• [TASK PROMPT] With nothing added or dropped, output every record below exactly.

(Stored items)
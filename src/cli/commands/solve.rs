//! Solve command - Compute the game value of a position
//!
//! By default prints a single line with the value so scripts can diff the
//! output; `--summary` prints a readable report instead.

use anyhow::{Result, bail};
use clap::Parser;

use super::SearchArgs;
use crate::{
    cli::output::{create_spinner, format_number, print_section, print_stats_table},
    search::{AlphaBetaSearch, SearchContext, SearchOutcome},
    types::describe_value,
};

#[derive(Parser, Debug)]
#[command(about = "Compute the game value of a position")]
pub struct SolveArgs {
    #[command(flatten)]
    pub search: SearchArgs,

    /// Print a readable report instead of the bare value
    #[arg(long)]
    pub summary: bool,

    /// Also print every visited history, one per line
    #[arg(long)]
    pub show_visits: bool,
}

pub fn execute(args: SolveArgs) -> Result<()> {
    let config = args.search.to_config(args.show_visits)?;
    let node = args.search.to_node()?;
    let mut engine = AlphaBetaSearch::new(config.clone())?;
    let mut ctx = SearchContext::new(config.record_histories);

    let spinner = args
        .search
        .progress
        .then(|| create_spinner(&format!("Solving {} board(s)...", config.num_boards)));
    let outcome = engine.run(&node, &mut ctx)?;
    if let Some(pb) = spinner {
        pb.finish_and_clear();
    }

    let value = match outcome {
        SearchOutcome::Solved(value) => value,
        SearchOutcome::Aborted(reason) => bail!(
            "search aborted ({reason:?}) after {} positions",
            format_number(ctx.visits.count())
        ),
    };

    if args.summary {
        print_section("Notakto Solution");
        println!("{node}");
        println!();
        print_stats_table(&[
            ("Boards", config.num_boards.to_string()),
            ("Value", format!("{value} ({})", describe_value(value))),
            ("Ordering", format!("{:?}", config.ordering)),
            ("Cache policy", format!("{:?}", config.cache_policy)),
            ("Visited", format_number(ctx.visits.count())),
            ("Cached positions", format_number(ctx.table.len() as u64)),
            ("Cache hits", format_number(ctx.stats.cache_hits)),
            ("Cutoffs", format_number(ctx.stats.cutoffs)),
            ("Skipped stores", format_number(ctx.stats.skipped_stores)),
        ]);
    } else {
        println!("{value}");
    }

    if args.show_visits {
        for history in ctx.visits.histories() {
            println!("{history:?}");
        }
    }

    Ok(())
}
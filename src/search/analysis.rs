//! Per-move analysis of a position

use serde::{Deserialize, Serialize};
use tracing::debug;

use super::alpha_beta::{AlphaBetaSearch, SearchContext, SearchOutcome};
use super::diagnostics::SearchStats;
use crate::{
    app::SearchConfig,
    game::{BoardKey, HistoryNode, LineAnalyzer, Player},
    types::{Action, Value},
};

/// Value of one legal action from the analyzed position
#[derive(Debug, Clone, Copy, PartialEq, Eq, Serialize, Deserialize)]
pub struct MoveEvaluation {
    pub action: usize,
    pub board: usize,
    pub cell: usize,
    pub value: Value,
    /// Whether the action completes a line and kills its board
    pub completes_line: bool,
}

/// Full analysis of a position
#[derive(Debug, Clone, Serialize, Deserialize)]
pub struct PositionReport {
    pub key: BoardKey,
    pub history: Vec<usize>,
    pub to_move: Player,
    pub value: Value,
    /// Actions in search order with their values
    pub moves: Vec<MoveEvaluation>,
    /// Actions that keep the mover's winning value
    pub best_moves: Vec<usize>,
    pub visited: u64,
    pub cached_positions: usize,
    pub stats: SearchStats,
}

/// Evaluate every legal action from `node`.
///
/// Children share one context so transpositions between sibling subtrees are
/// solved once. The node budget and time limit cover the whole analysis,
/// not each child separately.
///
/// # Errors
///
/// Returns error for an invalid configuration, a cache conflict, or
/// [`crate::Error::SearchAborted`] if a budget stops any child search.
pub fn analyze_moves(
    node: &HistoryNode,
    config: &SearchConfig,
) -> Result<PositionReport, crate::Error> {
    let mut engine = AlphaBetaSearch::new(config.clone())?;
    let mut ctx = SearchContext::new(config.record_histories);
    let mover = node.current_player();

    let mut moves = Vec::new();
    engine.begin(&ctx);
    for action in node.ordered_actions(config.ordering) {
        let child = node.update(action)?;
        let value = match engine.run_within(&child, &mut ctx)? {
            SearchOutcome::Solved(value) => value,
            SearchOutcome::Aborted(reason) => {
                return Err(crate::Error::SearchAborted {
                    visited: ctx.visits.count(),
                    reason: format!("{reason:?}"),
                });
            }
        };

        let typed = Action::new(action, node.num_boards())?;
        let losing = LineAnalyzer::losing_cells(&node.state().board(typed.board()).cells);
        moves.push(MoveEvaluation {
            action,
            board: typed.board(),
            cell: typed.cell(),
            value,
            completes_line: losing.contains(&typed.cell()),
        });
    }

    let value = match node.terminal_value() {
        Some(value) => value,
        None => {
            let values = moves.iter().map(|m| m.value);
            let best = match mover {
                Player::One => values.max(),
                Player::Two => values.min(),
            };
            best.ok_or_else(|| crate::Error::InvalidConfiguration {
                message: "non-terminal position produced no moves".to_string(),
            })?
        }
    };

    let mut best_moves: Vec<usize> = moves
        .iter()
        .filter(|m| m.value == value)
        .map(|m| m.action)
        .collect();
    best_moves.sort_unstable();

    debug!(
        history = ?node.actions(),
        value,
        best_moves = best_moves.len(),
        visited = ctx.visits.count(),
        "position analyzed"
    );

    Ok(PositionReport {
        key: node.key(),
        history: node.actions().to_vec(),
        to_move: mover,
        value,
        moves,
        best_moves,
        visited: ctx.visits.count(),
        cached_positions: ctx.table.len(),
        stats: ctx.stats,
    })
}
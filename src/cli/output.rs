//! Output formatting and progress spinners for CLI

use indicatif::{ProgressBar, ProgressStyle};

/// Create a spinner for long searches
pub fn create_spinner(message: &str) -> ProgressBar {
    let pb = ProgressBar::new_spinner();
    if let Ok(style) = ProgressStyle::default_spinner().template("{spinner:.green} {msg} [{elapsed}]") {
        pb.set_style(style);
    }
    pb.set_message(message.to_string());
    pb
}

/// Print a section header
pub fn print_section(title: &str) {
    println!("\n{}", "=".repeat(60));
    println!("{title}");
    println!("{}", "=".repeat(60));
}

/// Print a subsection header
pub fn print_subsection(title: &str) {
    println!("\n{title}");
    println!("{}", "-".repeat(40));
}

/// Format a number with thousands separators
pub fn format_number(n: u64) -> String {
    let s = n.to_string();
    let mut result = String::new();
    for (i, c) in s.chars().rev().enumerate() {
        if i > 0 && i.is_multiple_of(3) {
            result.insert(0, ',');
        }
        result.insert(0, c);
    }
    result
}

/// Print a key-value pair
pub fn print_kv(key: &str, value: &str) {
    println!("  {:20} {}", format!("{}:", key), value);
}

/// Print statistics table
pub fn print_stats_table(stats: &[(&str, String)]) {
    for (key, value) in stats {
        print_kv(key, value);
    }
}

• [SOLUTION TO THE EXERCISE]
filename src/cli/commands/solve.rs
//! Solve command - Compute the game value of a position
//!
//! By default prints a single line with the value so scripts can diff the
//! output; `--summary` prints a readable report instead.

use anyhow::{Result, bail};
use clap::Parser;

use super::SearchArgs;
use crate::{
    cli::output::{create_spinner, format_number, print_section, print_stats_table},
    search::{AlphaBetaSearch, SearchContext, SearchOutcome},
    types::describe_value,
};

#[derive(Parser, Debug)]
#[command(about = "Compute the game value of a position")]
pub struct SolveArgs {
    #[command(flatten)]
    pub search: SearchArgs,

    /// Print a readable report instead of the bare value
    #[arg(long)]
    pub summary: bool,

    /// Also print every visited history, one per line
    #[arg(long)]
    pub show_visits: bool,
}

pub fn execute(args: SolveArgs) -> Result<()> {
    let config = args.search.to_config(args.show_visits)?;
    let node = args.search.to_node()?;
    let mut engine = AlphaBetaSearch::new(config.clone())?;
    let mut ctx = SearchContext::new(config.record_histories);

    let spinner = args
        .search
        .progress
        .then(|| create_spinner(&format!("Solving {} board(s)...", config.num_boards)));
    let outcome = engine.run(&node, &mut ctx)?;
    if let Some(pb) = spinner {
        pb.finish_and_clear();
    }

    let value = match outcome {
        SearchOutcome::Solved(value) => value,
        SearchOutcome::Aborted(reason) => bail!(
            "search aborted ({reason:?}) after {} positions",
            format_number(ctx.visits.count())
        ),
    };

    if args.summary {
        print_section("Notakto Solution");
        println!("{node}");
        println!();
        print_stats_table(&[
            ("Boards", config.num_boards.to_string()),
            ("Value", format!("{value} ({})", describe_value(value))),
            ("Ordering", format!("{:?}", config.ordering)),
            ("Cache policy", format!("{:?}", config.cache_policy)),
            ("Visited", format_number(ctx.visits.count())),
            ("Cached positions", format_number(ctx.table.len() as u64)),
            ("Cache hits", format_number(ctx.stats.cache_hits)),
            ("Cutoffs", format_number(ctx.stats.cutoffs)),
            ("Skipped stores", format_number(ctx.stats.skipped_stores)),
        ]);
    } else {
        println!("{value}");
    }

    if args.show_visits {
        for history in ctx.visits.histories() {
            println!("{history:?}");
        }
    }

    Ok(())
}
filename src/search/analysis.rs
//! Per-move analysis of a position

use serde::{Deserialize, Serialize};
use tracing::debug;

use super::alpha_beta::{AlphaBetaSearch, SearchContext, SearchOutcome};
use super::diagnostics::SearchStats;
use crate::{
    app::SearchConfig,
    game::{BoardKey, HistoryNode, LineAnalyzer, Player},
    types::{Action, Value},
};

/// Value of one legal action from the analyzed position
#[derive(Debug, Clone, Copy, PartialEq, Eq, Serialize, Deserialize)]
pub struct MoveEvaluation {
    pub action: usize,
    pub board: usize,
    pub cell: usize,
    pub value: Value,
    /// Whether the action completes a line and kills its board
    pub completes_line: bool,
}

/// Full analysis of a position
#[derive(Debug, Clone, Serialize, Deserialize)]
pub struct PositionReport {
    pub key: BoardKey,
    pub history: Vec<usize>,
    pub to_move: Player,
    pub value: Value,
    /// Actions in search order with their values
    pub moves: Vec<MoveEvaluation>,
    /// Actions that keep the mover's winning value
    pub best_moves: Vec<usize>,
    pub visited: u64,
    pub cached_positions: usize,
    pub stats: SearchStats,
}

/// Evaluate every legal action from `node`.
///
/// Children share one context so transpositions between sibling subtrees are
/// solved once. The node budget and time limit cover the whole analysis,
/// not each child separately.
///
/// # Errors
///
/// Returns error for an invalid configuration, a cache conflict, or
/// [`crate::Error::SearchAborted`] if a budget stops any child search.
pub fn analyze_moves(
    node: &HistoryNode,
    config: &SearchConfig,
) -> Result<PositionReport, crate::Error> {
    let mut engine = AlphaBetaSearch::new(config.clone())?;
    let mut ctx = SearchContext::new(config.record_histories);
    let mover = node.current_player();

    let mut moves = Vec::new();
    engine.begin(&ctx);
    for action in node.ordered_actions(config.ordering) {
        let child = node.update(action)?;
        let value = match engine.run_within(&child, &mut ctx)? {
            SearchOutcome::Solved(value) => value,
            SearchOutcome::Aborted(reason) => {
                return Err(crate::Error::SearchAborted {
                    visited: ctx.visits.count(),
                    reason: format!("{reason:?}"),
                });
            }
        };

        let typed = Action::new(action, node.num_boards())?;
        let losing = LineAnalyzer::losing_cells(&node.state().board(typed.board()).cells);
        moves.push(MoveEvaluation {
            action,
            board: typed.board(),
            cell: typed.cell(),
            value,
            completes_line: losing.contains(&typed.cell()),
        });
    }

    let value = match node.terminal_value() {
        Some(value) => value,
        None => {
            let values = moves.iter().map(|m| m.value);
            let best = match mover {
                Player::One => values.max(),
                Player::Two => values.min(),
            };
            best.ok_or_else(|| crate::Error::InvalidConfiguration {
                message: "non-terminal position produced no moves".to_string(),
            })?
        }
    };

    let mut best_moves: Vec<usize> = moves
        .iter()
        .filter(|m| m.value == value)
        .map(|m| m.action)
        .collect();
    best_moves.sort_unstable();

    debug!(
        history = ?node.actions(),
        value,
        best_moves = best_moves.len(),
        visited = ctx.visits.count(),
        "position analyzed"
    );

    Ok(PositionReport {
        key: node.key(),
        history: node.actions().to_vec(),
        to_move: mover,
        value,
        moves,
        best_moves,
        visited: ctx.visits.count(),
        cached_positions: ctx.table.len(),
        stats: ctx.stats,
    })
}
filename src/cli/output.rs
//! Output formatting and progress spinners for CLI

use indicatif::{ProgressBar, ProgressStyle};

/// Create a spinner for long searches
pub fn create_spinner(message: &str) -> ProgressBar {
    let pb = ProgressBar::new_spinner();
    if let Ok(style) = ProgressStyle::default_spinner().template("{spinner:.green} {msg} [{elapsed}]") {
        pb.set_style(style);
    }
    pb.set_message(message.to_string());
    pb
}

/// Print a section header
pub fn print_section(title: &str) {
    println!("\n{}", "=".repeat(60));
    println!("{title}");
    println!("{}", "=".repeat(60));
}

/// Print a subsection header
pub fn print_subsection(title: &str) {
    println!("\n{title}");
    println!("{}", "-".repeat(40));
}

/// Format a number with thousands separators
pub fn format_number(n: u64) -> String {
    let s = n.to_string();
    let mut result = String::new();
    for (i, c) in s.chars().rev().enumerate() {
        if i > 0 && i.is_multiple_of(3) {
            result.insert(0, ',');
        }
        result.insert(0, c);
    }
    result
}

/// Print a key-value pair
pub fn print_kv(key: &str, value: &str) {
    println!("  {:20} {}", format!("{}:", key), value);
}

/// Print statistics table
pub fn print_stats_table(stats: &[(&str, String)]) {
    for (key, value) in stats {
        print_kv(key, value);
    }
}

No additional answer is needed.